(INPUT DATA Opens)

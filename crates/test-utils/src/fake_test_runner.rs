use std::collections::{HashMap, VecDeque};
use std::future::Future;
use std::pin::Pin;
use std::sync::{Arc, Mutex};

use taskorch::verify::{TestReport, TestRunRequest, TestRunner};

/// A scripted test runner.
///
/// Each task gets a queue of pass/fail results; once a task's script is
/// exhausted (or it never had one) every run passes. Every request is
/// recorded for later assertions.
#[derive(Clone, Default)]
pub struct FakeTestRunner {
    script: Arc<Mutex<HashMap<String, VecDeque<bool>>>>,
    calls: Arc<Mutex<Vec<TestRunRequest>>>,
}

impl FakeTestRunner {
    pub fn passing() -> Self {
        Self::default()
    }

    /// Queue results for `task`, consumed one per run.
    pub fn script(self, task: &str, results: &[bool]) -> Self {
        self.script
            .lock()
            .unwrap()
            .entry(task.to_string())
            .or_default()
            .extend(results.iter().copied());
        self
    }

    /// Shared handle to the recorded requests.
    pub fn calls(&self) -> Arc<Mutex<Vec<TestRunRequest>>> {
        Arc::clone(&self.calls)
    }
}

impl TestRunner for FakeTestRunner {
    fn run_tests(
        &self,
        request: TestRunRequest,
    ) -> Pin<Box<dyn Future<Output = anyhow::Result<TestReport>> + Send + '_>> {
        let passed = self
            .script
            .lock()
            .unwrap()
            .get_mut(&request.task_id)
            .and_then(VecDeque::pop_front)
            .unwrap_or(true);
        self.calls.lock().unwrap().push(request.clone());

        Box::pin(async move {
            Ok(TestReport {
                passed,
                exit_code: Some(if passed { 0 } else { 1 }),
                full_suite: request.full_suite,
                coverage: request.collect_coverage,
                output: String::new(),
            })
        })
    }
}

(INPUT DATA Closes)

- WHAT IS BEING ASKED -
The answer consists of every line above in which the word "TestReport" occurs.

- RESPONSE -
use taskorch::verify::{TestReport, TestRunRequest, TestRunner};
    ) -> Pin<Box<dyn Future<Output = anyhow::Result<TestReport>> + Send + '_>> {
            Ok(TestReport {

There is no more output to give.